Bat­tle site re­vis­ited

Central Leader - - Front Page - By Janie Smith

FOR Bren­dan O’Car­roll, trav­el­ling thou­sands of miles and cross­ing a scorch­ing desert was a small price to pay to un­cover a piece of New Zealand his­tory.

The Mt Roskill ama­teur his­to­rian went on an ex­pe­di­tion to Libya to find a World War Two bat­tle site, where a lit­tle-known New Zealand unit took on en­emy forces.

“It’s such a unique Kiwi story,” he says.

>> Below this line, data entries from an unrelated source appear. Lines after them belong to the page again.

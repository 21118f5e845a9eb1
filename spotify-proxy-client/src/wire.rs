//! Wire contract between [`ProxyClient`](crate::ProxyClient) and the proxy
//! service.
//!
//! Request: `POST /proxy/<method>` with body
//!
//! ```json
//! { "args": ["query"], "kwargs": { "limit": 5 } }
//! ```
//!
//! | Status | Body                                                              |
//! |--------|-------------------------------------------------------------------|
//! | 200    | `{ "result": <any JSON> }`                                        |
//! | 400    | `{ "error": "Invalid method '<name>': <detail>" }`                |
//! | 400    | `{ "error": "Incorrect arguments or non-callable method '<name>': <detail>" }` |
//! | 500    | `{ "error": "<detail>" }`                                         |

use serde::{Deserialize, Serialize};
use serde_json::{Map, Value};

/// Path prefix of the invoke route.
pub const ROUTE_PREFIX: &str = "/proxy";

/// One forwarded call: a method name plus its arguments. The method name
/// travels in the URL path, the arguments in the body.
#[derive(Debug, Clone, Default, PartialEq, Serialize, Deserialize)]
pub struct Invocation {
    #[serde(skip)]
    pub method: String,
    #[serde(default)]
    pub args: Vec<Value>,
    #[serde(default)]
    pub kwargs: Map<String, Value>,
}

impl Invocation {
    pub fn new(method: impl Into<String>, args: Vec<Value>, kwargs: Map<String, Value>) -> Self {
        Self {
            method: method.into(),
            args,
            kwargs,
        }
    }

    /// Request path for this invocation.
    pub fn path(&self) -> String {
        format!("{ROUTE_PREFIX}/{}", self.method)
    }
}

/// Decoded reply body.
#[derive(Debug, Clone, PartialEq)]
pub enum Reply {
    Result(Value),
    Error(String),
}

impl Reply {
    /// Success body.
    pub fn ok(result: Value) -> Value {
        serde_json::json!({ "result": result })
    }

    /// Failure body.
    pub fn err(message: impl Into<String>) -> Value {
        serde_json::json!({ "error": message.into() })
    }

    /// Interpret a reply body. Anything without a `result` key is an error.
    pub fn from_body(body: Value) -> Self {
        match body {
            Value::Object(mut map) => {
                if let Some(result) = map.remove("result") {
                    return Self::Result(result);
                }
                match map.remove("error") {
                    Some(Value::String(message)) => Self::Error(message),
                    Some(other) => Self::Error(other.to_string()),
                    None => Self::Error(Value::Object(map).to_string()),
                }
            }
            Value::String(text) => Self::Error(text),
            other => Self::Error(other.to_string()),
        }
    }
}

#[cfg(test)]
mod tests {
    use super::*;
    use serde_json::json;

    #[test]
    fn body_omits_method_and_defaults_missing_fields() {
        let inv = Invocation::new("search", vec![json!("query")], Map::new());
        assert_eq!(serde_json::to_value(&inv).unwrap(), json!({"args": ["query"], "kwargs": {}}));
        assert_eq!(inv.path(), "/proxy/search");

        let parsed: Invocation = serde_json::from_value(json!({"kwargs": {"limit": 5}})).unwrap();
        assert!(parsed.args.is_empty());
        assert_eq!(parsed.kwargs["limit"], 5);
    }

    #[test]
    fn reply_decoding() {
        assert_eq!(Reply::from_body(json!({"result": null})), Reply::Result(Value::Null));
        assert_eq!(
            Reply::from_body(json!({"error": "boom"})),
            Reply::Error("boom".into())
        );
        assert_eq!(
            Reply::from_body(json!("Internal Server Error")),
            Reply::Error("Internal Server Error".into())
        );
        assert!(matches!(Reply::from_body(json!({})), Reply::Error(_)));
    }
}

“They were the fore­run­ners of the SAS and trained the SAS when it was formed a year or so af­ter. They did work be­hind the lines.”

The unit was called the Long Range Desert Group, made up of Kiwi and Bri­tish sol­diers.

Its main role was re­con­nais­sance and gath­er­ing intelligence on en­emy forces.

Mr O’Car­roll has a longheld fas­ci­na­tion with the group and ar­ranged the trip to south­ern Libya, where three Kiwi army trucks re­main un­touched in the desert since the 1941 bat­tle.

“The Ki­wis were spot­ted by the Ital­ians, who had a spe­cial force. They met by ac­ci­dent. It was the first spe­cial forces bat­tle of the war.”

One New Zealan­der and one Ital­ian were killed in the fight­ing.

The site had been re­dis­cov­ered by oil ex­pe­di­tions in the 1960s and 1980s, but had since been forgotten.

Be­cause of its re­mote lo­ca­tion the trucks es­caped be­ing turned into scrap when Libya cleaned up its bat­tle sites in the 1970s.

“It’s prob­a­bly the only bat­tle site in the world that is as it was left af­ter the bat­tle, which makes it very in­ter­est­ing for his­to­ri­ans.”

Mr O’Car­roll ar­ranged to meet two over­seas friends in Libya for the ex­pe­di­tion.

A television crew heard of the ven­ture and went along to doc­u­ment the jour­ney and dis­cov­ery.

Af­ter sev­eral gru­elling days cross­ing the desert in 4WD ve­hi­cles, they lo­cated the trucks.

Al­though burned out in the bat­tle they were in­tact.

“Be­ing the first New Zealan­der to see the bat­tle site was quite mov­ing. There was still am­mu­ni­tion ly­ing around. Ev­ery­thing was still there. The desert pre­serves things,” Mr O’Car­roll says.

He also found a but­ton from a Long Range Desert Group tu­nic and brought back am­mu­ni­tion shells, pieces of a rum jar and a bot­tle. They held a small cer­e­mony for the two dead men, lay­ing flags on their graves, and Mr O’Car­roll buried a tiki for the New Zealan­der.

He has writ­ten three books about the Long Range Desert Group and is co-writ­ing an­other about the trip.

The doc­u­men­tary of the ex­pe­di­tion is ex­pected to screen next year around Anzac Day.

Staff Sergeant Bren­ton Beach of the Waiouru Army Mu­seum says it has had sev­eral dis­plays on the Long Range Desert Group.

“It’s im­por­tant to un­der­stand the hard­ships our fore­fa­thers went through. About half the group were Ki­wis. By ac­tu­ally walk­ing the ground it will help our un­der­stand­ing of what they went through and maybe al­ter per­cep­tions and in­ter­pre­ta­tions of what they did.”


Bat­tle sou­venirs: Bren­dan O’Car­roll brought back am­mu­ni­tion shells and an old bot­tle from the Libyan desert. Right: Bren­dan found the burnt-out trucks on a bat­tle­ground un­changed in 67 years.